Globalization, new technologies, and changes in how companies create
value and interact with customers have sharply reduced the efficacy of a
purely directive, top-down model of leadership. What will take the
place of that model? Part of the answer lies in how leaders manage
communication within their organizations—that is, how they handle the
flow of information to, from, and among their employees. Traditional
corporate communication must give way to a process that is more dynamic
and more sophisticated. Most important, that process must be conversational.
We
arrived at that conclusion while conducting a recent research project
that focused on the state of organizational communication in the 21st
century. Over more than two years we interviewed professional
communicators as well as top leaders at a variety of organizations—large
and small, blue chip and start-up, for-profit and nonprofit, U.S. and
international. To date we have spoken with nearly 150 people at more
than 100 companies. Both implicitly and explicitly, participants in our
research mentioned their efforts to “have a conversation” with their
people or their ambition to “advance the conversation” within their
companies. Building upon the insights and examples gleaned from this
research, we have developed a model of leadership that we call
“organizational conversation.”
Smart
leaders today, we have found, engage with employees in a way that
resembles an ordinary person-to-person conversation more than it does a
series of commands from on high. Furthermore, they initiate practices
and foster cultural norms that instill a conversational sensibility
throughout their organizations. Chief among the benefits of this
approach is that it allows a large or growing company to function like a
small one. By talking with employees, rather than simply issuing
orders, leaders can retain or recapture some of the
qualities—operational flexibility, high levels of employee engagement,
tight strategic alignment—that enable start-ups to outperform
better-established rivals.
In
developing our model, we have identified four elements of
organizational conversation that reflect the essential attributes of
interpersonal conversation: intimacy, interactivity, inclusion, and
intentionality. Leaders who power their organizations through
conversation-based practices need not (so to speak) dot all four of
these i’s. However, as we’ve discovered in our research, these elements
tend to reinforce one another. In the end, they coalesce to form a
single integrated process.
Intimacy: Getting Close
Personal
conversation flourishes to the degree that the participants stay close
to each other, figuratively as well as literally. Organizational
conversation, similarly, requires leaders to minimize the
distances—institutional, attitudinal, and sometimes spatial—that
typically separate them from their employees. Where conversational
intimacy prevails, those with decision-making authority seek and earn
the trust (and hence the careful attention) of those who work under that
authority.

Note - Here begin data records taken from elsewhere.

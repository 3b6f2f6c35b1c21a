//! Injectable wall clock.
//!
//! The store stamps persisted rows and its sync status with the time of each
//! write. Tests substitute a fixed clock to make those stamps predictable.

use chrono::{DateTime, Utc};

/// Source of the current time.
pub trait Clock: Send + Sync {
    /// The current instant.
    fn now(&self) -> DateTime<Utc>;
}

/// [`Clock`] backed by the system time.
#[derive(Debug, Clone, Copy, Default)]
pub struct SystemClock;

impl Clock for SystemClock {
    fn now(&self) -> DateTime<Utc> {
        Utc::now()
    }
}

/// [`Clock`] that always reports the same instant.
#[derive(Debug, Clone, Copy)]
pub struct FixedClock(pub DateTime<Utc>);

impl Clock for FixedClock {
    fn now(&self) -> DateTime<Utc> {
        self.0
    }
}

#[cfg(test)]
mod tests {
    use chrono::TimeZone;

    use super::*;

    #[test]
    fn test_fixed_clock_is_stable() {
        let instant = Utc.with_ymd_and_hms(2026, 3, 1, 9, 30, 0).single();
        let Some(instant) = instant else {
            panic!("valid timestamp");
        };
        let clock = FixedClock(instant);
        assert_eq!(clock.now(), instant);
        assert_eq!(clock.now(), clock.now());
    }

    #[test]
    fn test_system_clock_moves_forward() {
        let first = SystemClock.now();
        let second = SystemClock.now();
        assert!(second >= first);
    }
}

They do so by cultivating the art of listening to people at
all levels of the organization and by learning to speak with employees
directly and authentically. Physical proximity between leaders and
employees isn’t always feasible. Nor is it essential. What is
essential is mental or emotional proximity. Conversationally adept
leaders step down from their corporate perches and then step up to the
challenge of communicating personally and transparently with their
people.
This intimacy
distinguishes organizational conversation from long-standard forms of
corporate communication. It shifts the focus from a top-down
distribution of information to a bottom-up exchange of ideas. It’s less
corporate in tone and more casual. And it’s less about issuing and
taking orders than about asking and answering questions.
Conversational intimacy can become manifest in various ways—among them gaining trust, listening well, and getting personal.
Gaining trust.
Where there is no trust, there can be no intimacy. For all practical
purposes, the reverse is true as well. No one will dive into a heartfelt
exchange of views with someone who seems to have a hidden agenda or a
hostile manner, and any discussion that does unfold between two people
will be rewarding and substantive only to the extent that each person
can take the other at face value.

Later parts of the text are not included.